Лазарев дал выговориться Дашкевичу до конца, не перебивая горячечный поток слов ни единым вопросом. Многолетним опыт работы в органах госбезопасности приобретенная интуиция подсказывали полковнику, что этот едва сдерживающий рыдания белорус не лжет что он сломлен до конца, готов на все ради возвращения к жизни.
Дашкевич умолк. Смигивая слезы, с робкой надеждой во взгляде, он с замиранием сердца ждал, что скажет ему суровый кряжистый полковник. В комнате стало так тихо, что отчетливо слышалось поскрипывание пера: Яковлев дописывал последнюю фразу.
— Куда направлялась ваша группа? — спросил Лазарев. — С каким заданием? Вы не сказали самого главного.
— Не знаю. Перед отправкой мне приказали только выполнять любые распоряжения Николая Ивановича.
— Послушайте, Дашкевич, — сердито повернулся на стуле Лазарев, — если вы думаете…
— Господом богом клянусь, гражданин полковник, — для большей убедительности крестясь, перебил Лазарева Адам Дашкевич, — не знаю. Если бы я знал!.. Николай Иванович ни словом не обмолвился, куда, зачем нас послали. Голову даю наотрез — этого и Аро не знает. Мне приказано только передать радиограмму о приезде группы в Хабаровск, на несколько дней поступить тут на работу, получить хабаровскую прописку, а потом явиться к Аро.
— Хорошо. В таком случае: где вам назначена явка для встречи с Аро?
— В Н.
Дашкевич назвал крупный город в Сибири.
— Где? — невольно переспросил Лазарев. Несмотря на всю свою выдержку, он изменился в лице. Яковлев положил авторучку и бросил быстрый укоризненный взгляд на своего начальника.

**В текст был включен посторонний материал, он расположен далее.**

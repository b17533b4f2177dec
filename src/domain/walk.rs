//! Guided walk data model

use crate::domain::error::FeedError;
use crate::domain::types::{Coordinate, TargetId, WalkId};
use serde::Serialize;
use std::sync::Arc;

/// Where a walk begins (shown with the intro)
#[derive(Debug, Clone, PartialEq, Serialize)]
pub struct StartLocation {
    pub name: String,
    pub coord: Coordinate,
}

/// One stop of a walk
#[derive(Debug, Clone, PartialEq, Serialize)]
pub struct Waypoint {
    pub order: u32,
    pub target_id: TargetId,
    pub instruction: String,
    /// Suggested dwell at the stop; informational only
    pub wait_time_secs: Option<u32>,
}

/// An ordered sequence of waypoints. Immutable after load.
#[derive(Debug, Clone, PartialEq, Serialize)]
pub struct Walk {
    pub id: WalkId,
    pub title: String,
    pub description: String,
    pub distance_km: f64,
    pub estimated_time: String,
    pub difficulty: String,
    pub start_location: Option<StartLocation>,
    waypoints: Vec<Waypoint>,
}

impl Walk {
    /// Build a walk; waypoints are put in `order` sequence (stable for ties)
    #[allow(clippy::too_many_arguments)]
    pub fn new(
        id: WalkId,
        title: String,
        description: String,
        distance_km: f64,
        estimated_time: String,
        difficulty: String,
        start_location: Option<StartLocation>,
        mut waypoints: Vec<Waypoint>,
    ) -> Self {
        waypoints.sort_by_key(|w| w.order);
        Self {
            id,
            title,
            description,
            distance_km,
            estimated_time,
            difficulty,
            start_location,
            waypoints,
        }
    }

    pub fn waypoints(&self) -> &[Waypoint] {
        &self.waypoints
    }

    pub fn len(&self) -> usize {
        self.waypoints.len()
    }

    pub fn is_empty(&self) -> bool {
        self.waypoints.is_empty()
    }
}

/// All walks from the walk feed, in feed order
#[derive(Debug, Clone, Default)]
pub struct WalkLibrary {
    walks: Vec<Arc<Walk>>,
}

impl WalkLibrary {
    /// Empty library, used when the walk feed could not be loaded
    pub fn empty() -> Self {
        Self::default()
    }

    /// Build from loaded walks; ids must be unique
    pub fn from_walks(walks: Vec<Walk>) -> Result<Self, FeedError> {
        let mut walks_out: Vec<Arc<Walk>> = Vec::with_capacity(walks.len());
        for walk in walks {
            if walks_out.iter().any(|w| w.id == walk.id) {
                return Err(FeedError::WalkFeedLoadFailed(format!("duplicate walk id {}", walk.id)));
            }
            walks_out.push(Arc::new(walk));
        }
        Ok(Self { walks: walks_out })
    }

    pub fn get(&self, id: &WalkId) -> Option<Arc<Walk>> {
        self.walks.iter().find(|w| &w.id == id).cloned()
    }

    pub fn walks(&self) -> &[Arc<Walk>] {
        &self.walks
    }

    pub fn len(&self) -> usize {
        self.walks.len()
    }

    pub fn is_empty(&self) -> bool {
        self.walks.is_empty()
    }
}
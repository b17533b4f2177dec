//! Error taxonomy
//!
//! None of these are fatal: each maps to a reduced-functionality state
//! plus a user-visible notification.

use crate::domain::types::{TargetId, WalkId};
use serde::Serialize;
use thiserror::Error;

/// Position acquisition failures (platform codes 1/2/3 plus unsupported)
#[derive(Debug, Clone, PartialEq, Error)]
pub enum LocationError {
    #[error("location access denied")]
    PermissionDenied,
    #[error("position unavailable")]
    PositionUnavailable,
    #[error("location request timed out")]
    Timeout,
    #[error("geolocation is not supported")]
    Unsupported,
    #[error("position fix is stale ({age_ms} ms old)")]
    Stale { age_ms: u64 },
}

/// Feed loading failures
#[derive(Debug, Clone, PartialEq, Error)]
pub enum FeedError {
    #[error("failed to load stories: {0}")]
    CatalogLoadFailed(String),
    #[error("failed to load guided walks: {0}")]
    WalkFeedLoadFailed(String),
}

/// Rejected walk commands
#[derive(Debug, Clone, PartialEq, Error)]
pub enum WalkError {
    #[error("walk not found: {0}")]
    WalkNotFound(WalkId),
    #[error("walk {0} has no reachable waypoints")]
    EmptyWalk(WalkId),
    #[error("you must reach waypoint {index} first ({distance_m} m away)")]
    WaypointNotReached { index: usize, distance_m: u64 },
    #[error("cannot {action} while {state}")]
    InvalidTransition { state: &'static str, action: &'static str },
}

impl WalkError {
    pub fn kind(&self) -> &'static str {
        match self {
            WalkError::WalkNotFound(_) => "walk_not_found",
            WalkError::EmptyWalk(_) => "empty_walk",
            WalkError::WaypointNotReached { .. } => "waypoint_not_reached",
            WalkError::InvalidTransition { .. } => "invalid_transition",
        }
    }
}

/// Routing lookups; every variant means "routing unavailable"
#[derive(Debug, Clone, PartialEq, Error)]
pub enum RouteError {
    #[error("route request timed out")]
    Timeout,
    #[error("route transport error: {0}")]
    Transport(String),
    #[error("route provider error: {0}")]
    Provider(String),
    #[error("route provider returned no routes")]
    EmptyResult,
    #[error("routing disabled")]
    Disabled,
}

/// Story access failures
#[derive(Debug, Clone, PartialEq, Error)]
pub enum CatalogError {
    #[error("story not found: {0}")]
    UnknownStory(TargetId),
    #[error("you must be within {radius_m} m to unlock this story; you are {distance_m} m away")]
    StoryLocked { distance_m: u64, radius_m: u64 },
}

impl CatalogError {
    pub fn kind(&self) -> &'static str {
        match self {
            CatalogError::UnknownStory(_) => "unknown_story",
            CatalogError::StoryLocked { .. } => "story_locked",
        }
    }
}

/// A user command that could not be carried out
#[derive(Debug, Clone, PartialEq, Error)]
pub enum CommandError {
    #[error(transparent)]
    Walk(#[from] WalkError),
    #[error(transparent)]
    Catalog(#[from] CatalogError),
}

impl CommandError {
    pub fn kind(&self) -> &'static str {
        match self {
            CommandError::Walk(e) => e.kind(),
            CommandError::Catalog(e) => e.kind(),
        }
    }
}

/// Recovered conditions surfaced to the user as non-fatal notices
#[derive(Debug, Clone, Copy, PartialEq, Eq, Serialize)]
#[serde(rename_all = "snake_case")]
pub enum AdvisoryKind {
    LocationUnavailable,
    CatalogLoadFailed,
    WalkFeedLoadFailed,
    RoutingUnavailable,
}

impl AdvisoryKind {
    pub fn as_str(&self) -> &'static str {
        match self {
            AdvisoryKind::LocationUnavailable => "location_unavailable",
            AdvisoryKind::CatalogLoadFailed => "catalog_load_failed",
            AdvisoryKind::WalkFeedLoadFailed => "walk_feed_load_failed",
            AdvisoryKind::RoutingUnavailable => "routing_unavailable",
        }
    }
}

impl From<&FeedError> for AdvisoryKind {
    fn from(err: &FeedError) -> Self {
        match err {
            FeedError::CatalogLoadFailed(_) => AdvisoryKind::CatalogLoadFailed,
            FeedError::WalkFeedLoadFailed(_) => AdvisoryKind::WalkFeedLoadFailed,
        }
    }
}
fn spawn_route_request(
    provider: Arc<dyn RouteProvider>,
    signal_tx: mpsc::Sender<WalkSignal>,
    tag: RouteTag,
    origin: Coordinate,
    destination: Coordinate,
    timeout: Duration,
) -> ScopedTask {
    ScopedTask::spawn(async move {
        let result = match tokio::time::timeout(timeout, provider.route(origin, destination)).await {
            Ok(result) => result,
            Err(_) => Err(RouteError::Timeout),
        };
        // Receiver gone means the session loop has stopped
        let _ = signal_tx.send(WalkSignal::Route { tag, result }).await;
    })
}

fn spawn_refresh_ticker(
    signal_tx: mpsc::Sender<WalkSignal>,
    tag: RouteTag,
    period: Duration,
) -> ScopedTask {
    ScopedTask::spawn(async move {
        let mut ticker = tokio::time::interval(period);
        // First tick completes immediately; entry already did a level check
        ticker.tick().await;
        loop {
            ticker.tick().await;
            if signal_tx.send(WalkSignal::Refresh { tag }).await.is_err() {
                break;
            }
        }
    })
}
//! Analytical core: joins the two upstream documents into a daily series,
//! summarizes it and searches cheapest consecutive hours.

pub mod series;
pub mod summary;
pub mod windows;

pub use series::{DailySeries, PricePoint, TariffSection, aggregate, parse_timestamp};
pub use summary::{
    PriceBand, Summary, classify, max_point, mean, min_point, percentile, summarize,
};
pub use windows::{PriceWindow, find_windows};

— Да, в Н., — подтвердил Адам Дашкевич. — Там каждое четное число, с десяти до двенадцати часов дня сидеть на привокзальной площади. Можно подходить к ларькам, киоскам, но опять возвращаться на скамейку. Если я буду находиться под контролем чекистов, то обязан завязать уши шапки наверху тесемкой. Ко мне подойдет Аро и передаст новые распоряжения Николая Ивановича.